Recent research suggests that miRNAs play a role in the regulation of genes at the chromatin level by affecting DNA methylation and histone post-translational modifications [4], [5], [8], [9]. To examine if DNA methylation contributes to repression of Egr2 transcription after sciatic nerve injury in vivo, we performed methylation PCR using primers specific for the CpG islands of the Egr2 proximal promoter. This revealed that the Egr2 proximal promoter is not subject to DNA methylation (Fig. 5D). Since miR-709 regulates nascent transcription of Egr2 we hypothesized that miR-709 contributes to the formation of epigenetic silencing complexes on Egr2 promoter with the repressive histone H3K27Me3 and Ago-1 to induce transcriptional silencing. Transcriptional gene silencing by miRNAs involving Ago proteins with or without the requirement of histone modifications has been shown previously [5]. To verify our hypothesis for the role of miR-709 in transcriptional silencing of Egr2 following peripheral nerve injury we performed in vivo ChIP with H3K27Me3 antibody using chromatin from mouse sciatic nerves. This revealed that 48 hours post-injury, Ago-1 forms complexes with H3K27Me3 (Figure 5E). These repressive complexes contain miR-709 (Figure 5F) and associate with the MSE of the Egr2 promoter in vivo (Figure 5F). RNase H treatment of lysates from injured and control nerves resulted in a decrease in the co-precipitation of miR-709 with the H3K27me3-MSE complex (Fig. 5F) while the association was unaffected by RNase A treatment (data not shown) indicating a direct interaction between miR-709 and the MSE promoter DNA. Collectively, our results demonstrate for the first time a functional role of miRNAs in transcriptional silencing of Egr2 promoter that affects its nascent transcription, as well as the association of Egr2 with epigenetically regulated silencing complexes in vivo. Since this transcriptional repression is epigenetically regulated it can be dynamically modified by extracellular cues and signaling cascades, which can explain the intrinsic potential of the PNS to regenerate.

Discussion

Mammalian miRNAs directly repress hundreds of genes albeit each to a modest degree [36], but the efficacy of miRNA-mediated repression increases with the number of sites [39]. As expected ID-2 and p75NTR mRNAs that show binding sites solely for miRNAs that are repressed in injury (RNA22 analysis) exhibit an increase in translation following the derepression of miRNAs (Fig. 1A). Intriguingly, translation of Sox-2, Nanog and c-Jun is upregulated, while Egr2 is repressed although these mRNAs carry binding sites for both up- and down-regulated miRNAs in injury (Fig. 2). This indicates that same clusters of miRNAs regulate transcripts differently depending on environmental cues. For instance, during development, miR-138 and miR-338 lead to the repression of Sox-2, c-Jun and other anti-myelinating factors to initiate differentiation of glial cells [19], [23] while these transcripts are translated following peripheral nerve injury despite having sites for other upregulated miRNAs (Fig. 2). Obviously, other context factors, such as local AU-content, RNA binding proteins, RNA tertiary structure, and the compact but multiple competing conformations of arbitrary RNA sequences [40] influence the accessibility of miRNA binding sites (Table S1).
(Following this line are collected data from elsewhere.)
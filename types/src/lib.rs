//! Fundamental types for the in-app verification client.
//!
//! This crate defines the types shared across every other crate in the workspace:
//! provider identifiers, application credentials, the request handed to the
//! external verification operation, and timestamps.

pub mod credentials;
pub mod error;
pub mod provider;
pub mod request;
pub mod time;

pub use credentials::AppCredentials;
pub use error::TypesError;
pub use provider::ProviderId;
pub use request::VerificationRequest;
pub use time::Timestamp;
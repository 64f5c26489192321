//! Top-level error type shared across crates.

use thiserror::Error;

/// Errors raised while constructing the fundamental types.
#[derive(Debug, Error)]
pub enum TypesError {
    #[error("provider identifier must not be blank")]
    BlankProviderId,

    #[error("application credential {0} must not be blank")]
    BlankCredential(&'static str),

    #[error("invalid secrets file: {0}")]
    InvalidSecrets(String),
}
//! Fixed application credentials sent with every verification request.

use serde::Deserialize;
use std::fmt;
use zeroize::{Zeroize, ZeroizeOnDrop};

use crate::TypesError;

/// Application identifier and secret issued by the verification provider.
///
/// Loaded once at startup and read-only afterwards. The secret is zeroized on
/// drop and never printed by `Debug`.
#[derive(Clone, Zeroize, ZeroizeOnDrop)]
pub struct AppCredentials {
    app_id: String,
    secret: String,
}

/// On-disk shape of the secrets file.
#[derive(Deserialize, Zeroize, ZeroizeOnDrop)]
struct SecretsFile {
    #[serde(rename = "RECLAIM_APP_ID")]
    app_id: String,
    #[serde(rename = "RECLAIM_APP_SECRET")]
    app_secret: String,
}

impl AppCredentials {
    pub fn new(app_id: impl Into<String>, secret: impl Into<String>) -> Result<Self, TypesError> {
        let app_id = app_id.into();
        let secret = secret.into();
        if app_id.trim().is_empty() {
            return Err(TypesError::BlankCredential("app id"));
        }
        if secret.trim().is_empty() {
            return Err(TypesError::BlankCredential("app secret"));
        }
        Ok(Self { app_id, secret })
    }

    /// Parse a `secrets.json` document:
    /// `{"RECLAIM_APP_ID": "...", "RECLAIM_APP_SECRET": "..."}`.
    pub fn from_secrets_json(s: &str) -> Result<Self, TypesError> {
        let mut file: SecretsFile =
            serde_json::from_str(s).map_err(|e| TypesError::InvalidSecrets(e.to_string()))?;
        Self::new(
            std::mem::take(&mut file.app_id),
            std::mem::take(&mut file.app_secret),
        )
    }

    pub fn app_id(&self) -> &str {
        &self.app_id
    }

    pub fn secret(&self) -> &str {
        &self.secret
    }
}

impl fmt::Debug for AppCredentials {
    fn fmt(&self, f: &mut fmt::Formatter<'_>) -> fmt::Result {
        f.debug_struct("AppCredentials")
            .field("app_id", &self.app_id)
            .field("secret", &"<redacted>")
            .finish()
    }
}
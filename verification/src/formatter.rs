//! Human-readable rendering of a successful verification result.

use serde_json::Value;

/// Format a result payload as two-space indented JSON.
///
/// Object keys come out in `serde_json` map order (sorted).
pub fn format_result(value: &Value) -> String {
    serde_json::to_string_pretty(value).unwrap_or_else(|_| value.to_string())
}

#[cfg(test)]
mod tests {
    use super::*;
    use serde_json::json;

    #[test]
    fn formats_with_two_space_indent() {
        let text = format_result(&json!({ "sessionId": "s1" }));
        assert_eq!(text, "{\n  \"sessionId\": \"s1\"\n}");
    }

    #[test]
    fn formats_nested_values() {
        let value = json!({
            "proofs": [{ "claimData": { "provider": "http" }, "signatures": ["0xabc"] }],
            "exception": null,
        });
        let text = format_result(&value);
        assert!(text.contains("\n    {\n      \"claimData\""));
        let reparsed: Value = serde_json::from_str(&text).unwrap();
        assert_eq!(reparsed, value);
    }

    #[test]
    fn formats_scalars() {
        assert_eq!(format_result(&Value::Null), "null");
        assert_eq!(format_result(&json!("done")), "\"done\"");
        assert_eq!(format_result(&json!([])), "[]");
    }
}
In support of our data regarding the combinatorial role of various miRNAs during injury response, a recent paper described that a group of miRNAs modulates Schwann cell responses after nerve injury and that miR-140 affects Egr2 expression and myelination in an in vitro DRG/Schwann cell co-culture system [41]. Here, with our work we show that a distinct group of miRNAs regulates in vivo post-transcriptional gene silencing of the main factors that regulate injury response (Egr2, Sox-2, c-Jun, Nanog) through functional complexes with the Ago-2 protein in the cytoplasm of Schwann cells. Overexpression of miR-709 and/or an inhibitor of miR-138 (antimiR-138) lead to down-regulation of Egr2 protein expression in Schwann cells. This confirms our hypothesis that the cohort of miRNAs in peripheral nerve injury act in a concerted manner to modulate the cellular response. MiR-138 is upregulated during Schwann cell differentiation where suppression of anti-myelinating factors is a pre-requisite for the induction of promyelinating factors like Egr2. We also show that miR-709 orchestrates transcriptional gene silencing of Egr2 through direct interaction with the Egr2 promoter that guides the promoter to associate with H3K27me3-mediated silencing complexes in vivo. The actual outcome of this synchronous and concerted function of miRNAs results in a robust repression or derepression of translation as indicated by the protein levels of the miRNA-targeted transcripts (Fig. 1A & B). Undoubtedly, the regulation by miRNAs may not be the sole mechanism that controls gene expression however it ensures the extent of gene expression.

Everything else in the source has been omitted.